This feminist and modernised pop musical adaptation of John Gay’s once-banned 18th century ballad
opera is vibrant, energetic, and sends up anything and everything going. The performance was
presented by Sharp Teeth at the Lowry, Salford.
Four female performers played all the characters between them, on Sam Wilde’s simple set
featuring some glitter and neon and extendable palm trees. The cast had taken the characters and
plot-line of John Gay’s forgotten sequel to “The Beggar’s Opera” and created their own script from
it, with a great deal of irrelevance and caricature – particularly for the male characters!
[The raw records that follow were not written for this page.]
//! Register command

use anyhow::{Context, Result};
use kyc_client::{render, Config, FormSession, KycClient, SubmitOutcome};
use kyc_common::{registration_schema, Attachment, Error, FieldSpec, FormState};
use std::path::PathBuf;
use tracing::info;

pub async fn handle(
    fields: Vec<(String, String)>,
    files: Vec<(String, PathBuf)>,
    config: &Config,
) -> Result<()> {
    let form = build_form(fields, files, config)?;

    for field in form.schema().fields() {
        if let FieldSpec::File(f) = field {
            for line in render::attachment_summary(form.slot(&f.name)?) {
                println!("{}: {}", f.label, line);
            }
        }
    }

    let session = FormSession::new(form, KycClient::from_config(config));
    match session.submit().await {
        Ok(SubmitOutcome::Submitted(reply)) => {
            info!("Registration accepted");
            println!("Registration submitted");
            println!("{}", serde_json::to_string_pretty(&reply)?);
            Ok(())
        }
        Ok(SubmitOutcome::Dropped) => {
            println!("A submission is already in progress");
            Ok(())
        }
        Err(Error::Validation(errors)) => {
            eprintln!("{}", render::validation_report(&errors));
            anyhow::bail!("Form has {} invalid field(s)", errors.len())
        }
        Err(e) => Err(e.into()),
    }
}

/// Fill a registration form from `NAME=VALUE` and `NAME=PATH` pairs
///
/// Files given under the same name form one selection, in argument order.
fn build_form(
    fields: Vec<(String, String)>,
    files: Vec<(String, PathBuf)>,
    config: &Config,
) -> Result<FormState> {
    let schema = registration_schema().with_max_file_size(config.max_file_size_bytes());
    let mut form = FormState::new(schema);

    for (name, value) in fields {
        form.set_text(&name, value)?;
    }

    let mut selections: Vec<(String, Vec<Attachment>)> = Vec::new();
    for (name, path) in files {
        let attachment = Attachment::from_path(&path)
            .with_context(|| format!("Failed to read {}", path.display()))?;

        match selections.iter_mut().find(|(n, _)| *n == name) {
            Some((_, group)) => group.push(attachment),
            None => selections.push((name, vec![attachment])),
        }
    }

    for (name, group) in selections {
        form.select_files(&name, group)?;
    }

    Ok(form)
}

#[cfg(test)]
mod tests {
    use super::*;

    fn config() -> Config {
        Config::from_lookup(|_| None).unwrap()
    }

    #[test]
    fn test_build_form_from_arguments() {
        let dir = tempfile::tempdir().unwrap();
        let photo = dir.path().join("me.jpg");
        std::fs::write(&photo, [0xFF, 0xD8, 0xFF]).unwrap();

        let form = build_form(
            vec![("name".into(), "Ravi Kumar".into())],
            vec![("riderPhoto".into(), photo)],
            &config(),
        )
        .unwrap();

        assert_eq!(form.text("name").unwrap(), "Ravi Kumar");
        let slot = form.slot("riderPhoto").unwrap();
        assert_eq!(slot.first().map(|f| f.name.as_str()), Some("me.jpg"));
    }

    #[test]
    fn test_unknown_field_is_rejected() {
        let result = build_form(vec![("nickname".into(), "R".into())], Vec::new(), &config());
        assert!(result.unwrap_err().to_string().contains("Unknown field: nickname"));
    }

    #[test]
    fn test_missing_file_is_reported() {
        let result = build_form(
            Vec::new(),
            vec![("aadharFile".into(), PathBuf::from("/definitely/not/here.pdf"))],
            &config(),
        );
        assert!(result
            .unwrap_err()
            .to_string()
            .contains("Failed to read /definitely/not/here.pdf"));
    }
}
Eighteen
original pop songs were composed by Ben Osborne, and the general effect was of a hen party in the
Caribbean with beer-bellied drag kings and beatbox pirates. It was bonkers, but immense fun.
Taking a sort of narrator role was Madeline Shann as The Poet. Dressed as an uber-elegant
Elizabethan jester, she glided around the staged spraying sardonic looks, and guided us from one
ludicrous scene to another. This is a story about Macheath’s three wives all coming to track him
down after he’s been transported to the Caribbean for his crimes and then set up a successful
pirating enterprise. Trafficking, sexual harassment, and a pregnant woman swimming across the
Atlantic Ocean all feature: – Shann’s almost unmovable face and dry voice kept everything plausible.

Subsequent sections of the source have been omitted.